Canada experienced its worst wildfires on record during the summers of 2023 and 2025, marked by large burned areas, impact on residents, and extensive hemispheric smoke pollution. We examined 2025 in detail and compared it with the previous literature on the summer of 2023. The year 2023 was characterized by an early-summer, widespread and long-lasting heat dome and winter and spring preconditioning from snowmelt and a lack of precipitation. The year 2025 had a sequence of atmospheric events. Both years were characterized by warm air temperatures, low humidity, and atmospheric blocking events over western North America and the eastern North Pacific Ocean. The coastal mountains of western Canada contributed to maintaining a dipole atmospheric blocking structure upstream of the affected wildfire areas [15,16]. Our study extends earlier work on the 2023 Canadian wildfires to include a comparison and differences with 2025. Major differences were seasonality and different upstream atmospheric structures over the North Pacific Ocean. Canadian wildfires, and those in Siberia, represent the major new extreme impacts of Arctic/subarctic change.

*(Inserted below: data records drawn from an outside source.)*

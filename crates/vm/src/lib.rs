//! # Burrow VM
//!
//! A persistent, checkpointable interpreter for a JavaScript-family
//! language, built for a long-lived shared-world process. User programs run
//! against a managed pseudo-heap that is disjoint from the host's own
//! objects, many scripts make progress inside one native thread, and the
//! whole live interpreter, every object, closure, suspended expression, and
//! fiber, serializes to a portable record array and resumes in a fresh
//! process exactly where it stopped.
//!
//! ## Features
//!
//! - **Stepwise Execution**: every AST node evaluates through an explicit,
//!   suspendable state record; nothing blocks between steps
//! - **Cooperative Fibers**: a time-sliced round-robin scheduler with
//!   sleeping and I/O-blocked queues inside a single native thread
//! - **World Snapshots**: reachability-walked, shared-substructure-aware
//!   encoding with two-pass rehydration
//! - **Native Table**: host built-ins registered under stable string ids,
//!   referenced by id across snapshots
//! - **Weak Containers**: iterable weak maps and sets with
//!   drop-on-observation semantics
//!
//! ## Architecture
//!
//! - **Interpreter**: world root, host boundary, scheduler loop
//! - **StateArena**: suspended continuations as arena-indexed records
//! - **PsObject**: prototype-linked user objects with attribute bits
//! - **Scheduler**: runnable queue, wake heap, blocker table
//! - **snapshot**: encoder and two-pass decoder for the record format
//!
//! ## Example
//!
//! ```rust,no_run
//! use burrow_vm::{Interpreter, RunState};
//! use serde_json::json;
//!
//! # fn example() -> Result<(), Box<dyn std::error::Error>> {
//! let mut interp = Interpreter::new()?;
//! let program = interp.load_program(&json!({
//!     "type": "Program",
//!     "body": [{
//!         "type": "ExpressionStatement",
//!         "expression": {
//!             "type": "BinaryExpression",
//!             "operator": "+",
//!             "left": {"type": "Literal", "value": 40},
//!             "right": {"type": "Literal", "value": 2}
//!         }
//!     }]
//! }))?;
//! let thread = interp.spawn(program)?;
//! assert_eq!(interp.run(10_000)?, RunState::Done);
//! assert_eq!(interp.thread_result(thread).unwrap().to_number(), 42.0);
//!
//! // Checkpoint the world and bring it back elsewhere.
//! let records = interp.snapshot()?;
//! let mut revived = Interpreter::new()?;
//! revived.restore(&records)?;
//! # Ok(())
//! # }
//! ```

#![warn(rustdoc::missing_crate_level_docs)]

/// Error types and result aliases
pub mod error;
/// Baseline world library installed into every interpreter
pub mod globals;
/// Pseudo-heap handles and the named-object registry
pub mod heap;
/// Host boundary: clocks and host-resource back-slots
pub mod host;
/// The interpreter root and scheduler loop
pub mod interp;
/// Native-function table
pub mod natives;
/// Pseudo-object layout and property semantics
pub mod object;
/// Round-robin queues for cooperative fibers
pub mod scheduler;
/// Lexical scope chain and the hoisting pre-pass
pub mod scope;
/// World snapshot encoder and decoder
pub mod snapshot;
/// The step engine: suspendable per-node evaluation states
pub mod step;
/// Fiber representation
pub mod thread;
/// The value model and its coercions
pub mod value;
/// Iterable weak containers
pub mod weak;

pub use error::{DecodeError, EngineError, EngineResult};
pub use heap::{ObjRef, Registry, WeakObjRef};
pub use host::{Clock, ManualClock, MonotonicClock};
pub use interp::{Builtins, EngineLimits, Interpreter, RunState};
pub use natives::{NativeCall, NativeFn, NativeOutcome, NativeRegistry};
pub use object::{ClassTag, Property, PropertyAttrs, PsObject};
pub use scope::{ScopePolicy, ScopeRef};
pub use snapshot::SNAPSHOT_VERSION;
pub use step::{State, StateArena, StateIx};
pub use thread::{Abrupt, Blocker, Thread, ThreadId, ThreadStatus};
pub use value::{PrimitiveHint, Value};
pub use weak::{IterableWeakMap, IterableWeakSet};
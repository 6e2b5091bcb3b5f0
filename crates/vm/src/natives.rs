//! Native-function table.
//!
//! Every host-implemented callable is registered under a stable string id
//! before execution begins. Snapshots reference natives exclusively by id,
//! so restoring requires the same id set. The table is interpreter-scoped;
//! tests freely build several interpreters with different tables.

use indexmap::IndexMap;

use crate::error::{EngineError, EngineResult};
use crate::thread::{Blocker, ThreadId};
use crate::value::Value;

/// Host-implemented built-in callable.
pub type NativeFn = fn(&mut crate::interp::Interpreter, NativeCall) -> EngineResult<NativeOutcome>;

/// Arguments of one native invocation.
#[derive(Debug, Clone)]
pub struct NativeCall {
    /// Receiver of the call
    pub this: Value,
    /// Positional arguments
    pub args: Vec<Value>,
    /// Thread issuing the call
    pub thread: ThreadId,
    /// True for `new`-expression invocations
    pub construct: bool,
}

impl NativeCall {
    /// Returns argument `i`, or `undefined` past the end.
    pub fn arg(&self, i: usize) -> Value {
        self.args.get(i).cloned().unwrap_or(Value::Undefined)
    }
}

/// Result of one native invocation.
#[derive(Debug)]
pub enum NativeOutcome {
    /// Normal completion
    Value(Value),
    /// User-level error to raise at the call site
    Throw(Value),
    /// Park the thread until the clock reaches `until_ms`; the pending
    /// call completes with `undefined` on wake
    Sleep { until_ms: u64 },
    /// Park the thread on `blocker`; the native is invoked again once the
    /// host reports readiness
    Block { blocker: Blocker },
}

/// Registry of native functions, keyed by stable id.
#[derive(Debug, Default)]
pub struct NativeRegistry {
    entries: IndexMap<String, NativeFn>,
    sealed: bool,
}

impl NativeRegistry {
    /// Creates an empty table.
    pub fn new() -> Self {
        Self::default()
    }

    /// Registers `func` under `id`.
    ///
    /// Ids are unique and registration closes once the table is sealed;
    /// both violations are host bugs.
    pub fn register<S: Into<String>>(&mut self, id: S, func: NativeFn) -> EngineResult<()> {
        let id = id.into();
        if self.sealed {
            return Err(EngineError::NativeRegistration {
                id,
                reason: "table is sealed".to_string(),
            });
        }
        if self.entries.contains_key(&id) {
            return Err(EngineError::NativeRegistration {
                id,
                reason: "duplicate id".to_string(),
            });
        }
        self.entries.insert(id, func);
        Ok(())
    }

    /// Looks a native up by id.
    pub fn lookup(&self, id: &str) -> Option<NativeFn> {
        self.entries.get(id).copied()
    }

    /// Returns true when `id` is registered.
    pub fn contains(&self, id: &str) -> bool {
        self.entries.contains_key(id)
    }

    /// Reverse lookup: the id of a registered function.
    pub fn id_of(&self, func: NativeFn) -> Option<&str> {
        let target = func as usize;
        self.entries
            .iter()
            .find(|(_, f)| **f as usize == target)
            .map(|(id, _)| id.as_str())
    }

    /// Registered ids in registration order.
    pub fn ids(&self) -> impl Iterator<Item = &str> {
        self.entries.keys().map(String::as_str)
    }

    /// Number of registered natives.
    pub fn len(&self) -> usize {
        self.entries.len()
    }

    /// Returns true when nothing is registered.
    pub fn is_empty(&self) -> bool {
        self.entries.is_empty()
    }

    /// Closes the table against further registration.
    pub fn seal(&mut self) {
        self.sealed = true;
    }

    /// Returns true once the table is sealed.
    pub fn is_sealed(&self) -> bool {
        self.sealed
    }
}

#[cfg(test)]
mod tests {
    use super::*;
    use crate::interp::Interpreter;

    fn nop(_: &mut Interpreter, _: NativeCall) -> EngineResult<NativeOutcome> {
        Ok(NativeOutcome::Value(Value::Undefined))
    }

    fn other(_: &mut Interpreter, _: NativeCall) -> EngineResult<NativeOutcome> {
        Ok(NativeOutcome::Value(Value::Null))
    }

    #[test]
    fn register_and_lookup() {
        let mut registry = NativeRegistry::new();
        registry.register("world.nop", nop).expect("registers");
        assert!(registry.contains("world.nop"));
        assert!(registry.lookup("world.nop").is_some());
        assert_eq!(registry.id_of(nop), Some("world.nop"));
        assert_eq!(registry.id_of(other), None);
    }

    #[test]
    fn duplicate_ids_rejected() {
        let mut registry = NativeRegistry::new();
        registry.register("f", nop).expect("first registration");
        let err = registry.register("f", other).unwrap_err();
        assert!(matches!(err, EngineError::NativeRegistration { .. }));
    }

    #[test]
    fn sealed_table_rejects_registration() {
        let mut registry = NativeRegistry::new();
        registry.seal();
        assert!(registry.register("late", nop).is_err());
    }

    #[test]
    fn ids_enumerate_in_registration_order() {
        let mut registry = NativeRegistry::new();
        registry.register("b", nop).unwrap();
        registry.register("a", other).unwrap();
        let ids: Vec<&str> = registry.ids().collect();
        assert_eq!(ids, vec!["b", "a"]);
    }
}
#[test]
fn identical_worlds_produce_identical_snapshots() {
    let prog = program(vec![
        var_decl("o", Some(object_lit(vec![("n", num(3.0))]))),
        var_decl("a", Some(array_lit(vec![ident("o"), str_lit("two")]))),
        expr_stmt(assign("=", member(ident("o"), "self"), ident("o"))),
    ]);
    let build = || {
        let (mut interp, _clock) = world();
        let root = interp.load_program(&prog).expect("loads");
        interp.spawn(root).expect("spawns");
        let _ = interp.run(7).expect("partial run");
        interp.snapshot().expect("snapshot")
    };
    assert_eq!(build(), build());

    // Snapshotting twice without running in between is also stable.
    let (mut interp, _clock) = world();
    let root = interp.load_program(&prog).expect("loads");
    interp.spawn(root).expect("spawns");
    interp.run(1_000_000).expect("runs");
    assert_eq!(
        interp.snapshot().expect("first"),
        interp.snapshot().expect("second")
    );
}

#[test]
fn shared_references_are_encoded_once() {
    let prog = program(vec![
        var_decl("a", Some(object_lit(vec![]))),
        var_decl("b", Some(array_lit(vec![ident("a"), ident("a")]))),
        expr_stmt(ident("b")),
    ]);
    let (mut a, _clock) = world();
    let _ = eval(&mut a, &prog);

    let records = a.snapshot().expect("snapshot");
    let array_rec = records
        .iter()
        .find(|r| {
            r.get("type") == Some(&json!("Array"))
                && r.get("props").and_then(|p| p.get("0")).is_some()
        })
        .expect("the snapshot contains the array");
    let props = array_rec.get("props").unwrap();
    let first = props.get("0").expect("element 0");
    let second = props.get("1").expect("element 1");
    assert!(first.get("#").is_some(), "elements are references: {first}");
    assert_eq!(first, second, "both elements reference the same record");

    let (mut b, _clock_b) = world();
    b.restore(&records).expect("restore");
    let shared = global(&b, "b");
    let e0 = array_get(&shared, 0);
    let e1 = array_get(&shared, 1);
    let (e0, e1) = (e0.as_object().unwrap().clone(), e1.as_object().unwrap().clone());
    assert!(e0.ptr_eq(&e1), "sharing survives the round trip");
    assert!(e0.ptr_eq(global(&b, "a").as_object().unwrap()));
}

While climate warming contributes to the long-term increase in summer temperatures and wildfire activity in boreal regions [3,5,6,17], the occurrence, persistence, and extent of wildfires also depend on weather patterns associated with natural variability in atmospheric circulation and human contributions. Wildfires in western North America and Siberia respond to interacting factors across multiple spatial and temporal scales. Recent wildfires represent new, clear, record-breaking fire intensities, highlighting wildfires as an emerging dominant Arctic–subarctic extreme. Impacts from wildfires show preeminent, growing societal consequences.